HIV protease inhibitors (nelfinavir, ritonavir)

Potential increase in peak plasma concentrations and AUC of eletriptan1

Eletriptan administration not recommended within 72 hours of potent CYP3A4 inhibitors1

Macrolide antibiotics (clarithromycin, erythromycin, troleandomycin)
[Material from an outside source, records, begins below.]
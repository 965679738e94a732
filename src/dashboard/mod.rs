//! The load pipeline shared by the CLI and the web API.
//!
//! `source.fetch()` → [`normalize`] → [`RecordSet`], with every load,
//! refresh and failure written to the event log. Views are computed from
//! the (filtered) record set in [`views`].

pub mod views;

use anyhow::{Context, Result};

use crate::config::NcdashConfig;
use crate::logging::EventLog;
use crate::records::{DataQuality, RecordSet, normalize};
use crate::source::{self, DataSource};

pub use views::{View, ViewContext};

pub struct Dashboard {
    config: NcdashConfig,
    source: Box<dyn DataSource>,
    log: EventLog,
}

impl Dashboard {
    pub fn new(config: NcdashConfig, source: Box<dyn DataSource>) -> Self {
        let log = EventLog::from_config(&config.logging);
        Self {
            config,
            source,
            log,
        }
    }

    /// Build the source described by `config.source`.
    pub fn from_config(config: NcdashConfig) -> Result<Self> {
        let source = source::from_config(&config.source)
            .with_context(|| format!("cannot open {} source", config.source.kind))?;
        Ok(Self::new(config, source))
    }

    pub fn with_log(mut self, log: EventLog) -> Self {
        self.log = log;
        self
    }

    pub fn config(&self) -> &NcdashConfig {
        &self.config
    }

    pub fn log(&self) -> &EventLog {
        &self.log
    }

    pub fn describe(&self) -> String {
        self.source.describe()
    }

    /// Fetch and normalize the full ticket set.
    ///
    /// A missing id column is fatal; coerced values are not, and show up in
    /// the returned set's [`DataQuality`].
    pub fn load(&mut self) -> Result<RecordSet> {
        let described = self.describe();

        let rows = match self.source.fetch() {
            Ok(rows) => rows,
            Err(e) => {
                self.log.error(&described, &e.to_string());
                return Err(e).with_context(|| format!("failed to load tickets from {described}"));
            }
        };

        let records = match normalize(&rows) {
            Ok(records) => records,
            Err(e) => {
                self.log.error(&described, &e.to_string());
                return Err(e).with_context(|| format!("unusable ticket data from {described}"));
            }
        };

        self.log.load(&described, &DataQuality::from_records(&records));
        Ok(records)
    }

    /// Invalidate any cached rows; the next [`load`](Self::load) re-pulls.
    pub fn refresh(&mut self) {
        self.source.refresh();
        self.log.refresh(&self.describe());
    }
}

#[cfg(test)]
mod tests {
    use super::*;
    use crate::records::RawRow;
    use crate::source::SourceError;
    use serde_json::{Value, json};

    struct Fixed {
        rows: Vec<RawRow>,
    }

    impl DataSource for Fixed {
        fn fetch(&mut self) -> Result<Vec<RawRow>, SourceError> {
            Ok(self.rows.clone())
        }

        fn describe(&self) -> String {
            "fixed".to_string()
        }
    }

    struct Failing;

    impl DataSource for Failing {
        fn fetch(&mut self) -> Result<Vec<RawRow>, SourceError> {
            Err(SourceError::NotConfigured("source.url"))
        }

        fn describe(&self) -> String {
            "failing".to_string()
        }
    }

    fn row(value: Value) -> RawRow {
        match value {
            Value::Object(map) => map,
            _ => unreachable!(),
        }
    }

    #[test]
    fn load_normalizes_and_logs() {
        let dir = tempfile::tempdir().unwrap();
        let log = EventLog::at(dir.path().join("events.jsonl"));
        let source = Fixed {
            rows: vec![
                row(json!({"NC Number": "NC-1", "Cost of Rework": "N/A"})),
                row(json!({"NC Number": "NC-2", "Cost of Rework": "$5.00"})),
            ],
        };
        let mut dashboard = Dashboard::new(NcdashConfig::default(), Box::new(source)).with_log(log);

        let records = dashboard.load().unwrap();
        assert_eq!(records.len(), 2);

        let events = dashboard.log().read_recent(10);
        assert_eq!(events.len(), 1);
        assert_eq!(events[0].rows, 2);
        assert_eq!(events[0].coerced_rows, 1);
        assert_eq!(events[0].source, "fixed");
    }

    #[test]
    fn missing_id_column_is_fatal() {
        let source = Fixed {
            rows: vec![row(json!({"Status": "Open"}))],
        };
        let mut dashboard =
            Dashboard::new(NcdashConfig::default(), Box::new(source)).with_log(EventLog::disabled());
        let err = dashboard.load().unwrap_err();
        assert!(err.to_string().contains("unusable ticket data"));
    }

    #[test]
    fn fetch_failures_are_logged() {
        let dir = tempfile::tempdir().unwrap();
        let log = EventLog::at(dir.path().join("events.jsonl"));
        let mut dashboard = Dashboard::new(NcdashConfig::default(), Box::new(Failing)).with_log(log);

        assert!(dashboard.load().is_err());
        let events = dashboard.log().read_recent(1);
        assert_eq!(events[0].event, crate::logging::EventKind::Error);
    }
}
Increased peak plasma concentrations and AUC of eletriptan1

Eletriptan administration not recommended within 72 hours of potent CYP3A4 inhibitors1

MAO inhibitors

Pharmacokinetic interaction unlikely1 15

Nefazodone

Potential increase in peak plasma concentrations and AUC of eletriptan1

Eletriptan administration not recommended within 72 hours of potent CYP3A4 inhibitors1

Propranolol

Increased peak plasma concentrations and AUC of eletriptan;1 11 17 19 no increases in BP observed1

No dosage adjustment required1 11 17 19

Verapamil

Increased peak plasma concentrations and AUC of eletriptan1

Eletriptan Hydrobromide Pharmacokinetics

Absorption

Bioavailability

Well absorbed after oral administration.1 2 3 5 14 15 Absolute bioavailability is approximately 50%.1

Peak plasma concentrations attained approximately 1.5 and 2 hours after oral administration in healthy adults and patients with moderate to severe migraine, respectively.1 2 5 14 15

Food

High-fat meal increases AUC and peak plasma concentrations by approximately 20–30%.1

Distribution

Extent

Distributed into human milk.1

Plasma Protein Binding

Approximately 85%.1

Elimination

Metabolism

Metabolized principally by CYP3A4.1 8 11 15 N-demethylated metabolite (only known active metabolite) does not appear to contribute substantially to overall effect of parent drug.1 19

Elimination Route

Renal clearance accounts for about 10% of total clearance.1

Half-life

Approximately 4 hours.1 2 3 14 15

Special Populations

In patients with mild to moderate hepatic impairment, peak plasma eletriptan concentrations and AUC are increased 18 and 34%, respectively.1 Not studied in patients with severe hepatic impairment.1

In patients with renal impairment, no substantial changes in clearance.1

In geriatric patients, pharmacokinetic profile is similar to that in younger adults, although half-life may be increased.1

Actions

  • Binds with high affinity to 5-HT1B and 5-HT1D receptors.1 2 3 4 5 11 12 13 14 15

  • Structurally and pharmacologically related to other selective 5-HT1B/1D receptor agonists (e.g., almotriptan, frovatriptan, naratriptan, rizatriptan, sumatriptan, zolmitriptan).11 12

  • Precise mechanism of action not established; may ameliorate migraine through selective constriction of certain intracranial blood vessels, inhibition of neuropeptide release, and reduced transmission in trigeminal pain pathway.1 8 11 12 13

Advice to Patients

  • Risk of dizziness or fatigue.1 24

  • Risk of serious cardiovascular or cerebrovascular events (e.g., MI, stroke) or other vasospastic reactions.1 Importance of seeking medical care if symptoms of such reactions (e.g., shortness of breath, weakness, slurring of speech, or tightness, pain, pressure, or heaviness in chest, throat, jaw, or neck) occur and of not taking eletriptan again until evaluated by clinician.1 23 24

  • Importance of adhering to prescribed directions for use.24 Provide copy of manufacturer’s patient information.1 24

  • Overuse of drugs indicated for the management of acute migraine attacks may exacerbate headaches;1 24 importance of recording headache frequency and drug use to monitor effectiveness of treatment.31

  • Importance of informing clinician of existing or contemplated concomitant therapy, including prescription and OTC drugs and herbal supplements, as well as any concomitant illnesses (e.g., cardiovascular disease).1 24

  • Importance of informing patients of risk of serotonin syndrome, particularly with concurrent use of eletriptan and an SSRI or SNRI.1 21 24 Importance of seeking immediate medical attention if symptoms of serotonin syndrome develop.21 24

  • Importance of women informing clinicians if they are or plan to become pregnant or plan to breast-feed.1 24

  • Importance of informing patients of other important precautionary information.1 (See Cautions.)